On Wed, 03 Sep 2014 13:25:49 +0000
via Digitalmars-d <digitalmars-d puremagic.com> wrote:

 I'd like to have a unicode alternative

ah, i'm not using unicode. my favorite editor (mcedit) is not good with
unicode anyway and my locale is not utf. ;-)

Sep 03 2014

"Ola Fosheim =?UTF-8?B?R3LDuHN0YWQi?= writes:

On Wednesday, 3 September 2014 at 13:35:48 UTC, ketmar via 
Digitalmars-d wrote:
 ah, i'm not using unicode. my favorite editor (mcedit) is not 
 good with
 unicode anyway and my locale is not utf. ;-)

That sucks! Now I had to do it myself. (I think you should 
upgrade to a decent editor on a decent OS and save me some 
unicode-work…;)

Implementing "tmpl‹a,b›" and "tmpl«str»" was tedious, but I 
believe √ and π can be done in a heartbeat.

Sep 03 2014

Timon Gehr <timon.gehr gmx.ch> writes:

On 09/03/2014 11:38 PM, "Ola Fosheim =?UTF-8?B?R3LDuHN0YWQi?= 
<ola.fosheim.grostad+dlang gmail.com>" wrote:
 [...] I believe √ and π can be done in a heartbeat.

What about π? This is already valid code: auto π=3;

Sep 03 2014

"Ola Fosheim =?UTF-8?B?R3LDuHN0YWQi?= writes:

On Wednesday, 3 September 2014 at 21:45:16 UTC, Timon Gehr wrote:
 What about π? This is already valid code: auto π=3;

Well, it is not for the main branch. I think it is better to have 
pi as a symbol so you can get rid of trigonometric-functions and 
get higher precision? Dunno. I see no point in redefining pi…

Sep 03 2014

"Casper =?UTF-8?B?RsOmcmdlbWFuZCI=?= <shorttail hotmail.com> writes:

On Wednesday, 3 September 2014 at 22:00:36 UTC, Ola Fosheim 
Grøstad wrote:
 On Wednesday, 3 September 2014 at 21:45:16 UTC, Timon Gehr 
 wrote:
 What about π? This is already valid code: auto π=3;

 Well, it is not for the main branch. I think it is better to 
 have pi as a symbol so you can get rid of 
 trigonometric-functions and get higher precision? Dunno. I see 
 no point in redefining pi…

Maybe this would be a nice place to push tau into the library?
http://www.tauday.com/

Sep 03 2014

"Ola Fosheim =?UTF-8?B?R3LDuHN0YWQi?= writes:

On Wednesday, 3 September 2014 at 22:03:50 UTC, Casper Færgemand 
wrote:
 Maybe this would be a nice place to push tau into the library?
 http://www.tauday.com/

Hm, haven't thought about that before, but I am usually 
interested in 2π, true. Maybe it is possible to special case "2π" 
too. Hm.

Sep 03 2014

ketmar via Digitalmars-d <digitalmars-d puremagic.com> writes:

On Wed, 03 Sep 2014 21:38:55 +0000
via Digitalmars-d <digitalmars-d puremagic.com> wrote:

 That sucks! Now I had to do it myself. (I think you should=20
 upgrade to a decent editor on a decent OS and save me some=20
 unicode-work=E2=80=A6;)

no-no-no-no! utf of any size is boring. i want my strings to be
indexable without any hidden function calls! ;-)

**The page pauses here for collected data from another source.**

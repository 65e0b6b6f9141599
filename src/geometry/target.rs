use std::fmt;

use super::Rect;

/// Color and piece-type pair naming one cell of the piece grid
#[derive(Debug, Clone, PartialEq, Eq, Hash)]
pub struct Label {
    pub color: String,
    pub piece: String,
}

impl Label {
    pub fn new(color: impl Into<String>, piece: impl Into<String>) -> Self {
        Self {
            color: color.into(),
            piece: piece.into(),
        }
    }

    /// Output file stem, e.g. `black_bishop`
    pub fn file_stem(&self) -> String {
        format!("{}_{}", self.color, self.piece)
    }

    /// Output file name, e.g. `black_bishop.png`
    pub fn file_name(&self) -> String {
        format!("{}.png", self.file_stem())
    }
}

impl fmt::Display for Label {
    fn fmt(&self, f: &mut fmt::Formatter<'_>) -> fmt::Result {
        write!(f, "{} {}", self.color, self.piece)
    }
}

/// One crop to perform: where to cut and what to call the result
#[derive(Debug, Clone, PartialEq, Eq)]
pub struct CropTarget {
    pub rect: Rect,
    pub file_name: String,
}

impl CropTarget {
    pub fn new(rect: Rect, file_name: impl Into<String>) -> Self {
        Self {
            rect,
            file_name: file_name.into(),
        }
    }
}

#[cfg(test)]
mod tests {
    use super::*;

    #[test]
    fn test_label_file_name() {
        let label = Label::new("white", "rook");
        assert_eq!(label.file_stem(), "white_rook");
        assert_eq!(label.file_name(), "white_rook.png");
        assert_eq!(label.to_string(), "white rook");
    }
}
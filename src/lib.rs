pub mod cli;
pub mod config;
pub mod error;
pub mod extract;
pub mod geometry;
pub mod output;
pub mod sheet;

pub use error::SplitterError;
pub use extract::{extract_board, extract_pieces};
pub use geometry::{BoardSpec, CropTarget, GridSpec, Label, Rect, compute_rectangles};
use std::path::PathBuf;
use thiserror::Error;

use crate::geometry::Rect;

#[derive(Error, Debug)]
pub enum SplitterError {
    #[error("Failed to load image '{path}': {source}")]
    ImageLoad {
        path: PathBuf,
        source: image::ImageError,
    },

    #[error("Failed to save image '{path}': {source}")]
    ImageSave {
        path: PathBuf,
        source: image::ImageError,
    },

    #[error("Failed to write output file '{path}': {source}")]
    OutputWrite {
        path: PathBuf,
        source: std::io::Error,
    },

    #[error("Failed to compress PNG '{path}': {message}")]
    PngCompress { path: PathBuf, message: String },

    #[error("Sprite sheet does not exist: {0}")]
    InputNotFound(PathBuf),

    #[error(
        "Crop '{name}' {rect} falls outside the sprite sheet ({sheet_width}x{sheet_height})"
    )]
    CropOutOfBounds {
        name: String,
        rect: Rect,
        sheet_width: u32,
        sheet_height: u32,
    },

    #[error("Grid has {expected} {axis} but {actual} labels were given")]
    LabelMismatch {
        axis: &'static str,
        expected: u32,
        actual: usize,
    },

    #[error("Crop geometry overflows the pixel coordinate range")]
    GeometryOverflow,
}
use std::path::Path;

use image::{Rgba, RgbaImage};

/// Smallest sheet that holds both the default board and piece grid.
pub const SHEET_WIDTH: u32 = 1210;
pub const SHEET_HEIGHT: u32 = 1620;

/// Pixel value that encodes its own sheet coordinates.
pub fn coord_pixel(x: u32, y: u32) -> Rgba<u8> {
    Rgba([
        (x % 256) as u8,
        (y % 256) as u8,
        ((x / 256) | ((y / 256) << 4)) as u8,
        255,
    ])
}

/// Generates a sheet where every pixel records where it came from.
pub fn coordinate_sheet(width: u32, height: u32) -> RgbaImage {
    RgbaImage::from_fn(width, height, coord_pixel)
}

/// Writes a coordinate sheet to `path` as PNG.
pub fn write_sheet(path: &Path, width: u32, height: u32) {
    if let Some(parent) = path.parent() {
        std::fs::create_dir_all(parent).unwrap();
    }
    coordinate_sheet(width, height).save(path).unwrap();
}
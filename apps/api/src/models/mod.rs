pub mod documents;
pub mod kinds;
pub mod reference;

i even did "native-encoded strings" patch (n"hello!") and made lexer
don't complain about bad utf in comments. i love my one-byte locale!

Sep 03 2014

Marco Leise <Marco.Leise gmx.de> writes:

Am Thu, 4 Sep 2014 00:55:47 +0300
schrieb ketmar via Digitalmars-d <digitalmars-d puremagic.com>:

 On Wed, 03 Sep 2014 21:38:55 +0000
 via Digitalmars-d <digitalmars-d puremagic.com> wrote:
=20
 That sucks! Now I had to do it myself. (I think you should=20
 upgrade to a decent editor on a decent OS and save me some=20
 unicode-work=E2=80=A6;)

 no-no-no-no! utf of any size is boring. i want my strings to be
 indexable without any hidden function calls! ;-)
=20
 i even did "native-encoded strings" patch (n"hello!") and made lexer
 don't complain about bad utf in comments. i love my one-byte locale!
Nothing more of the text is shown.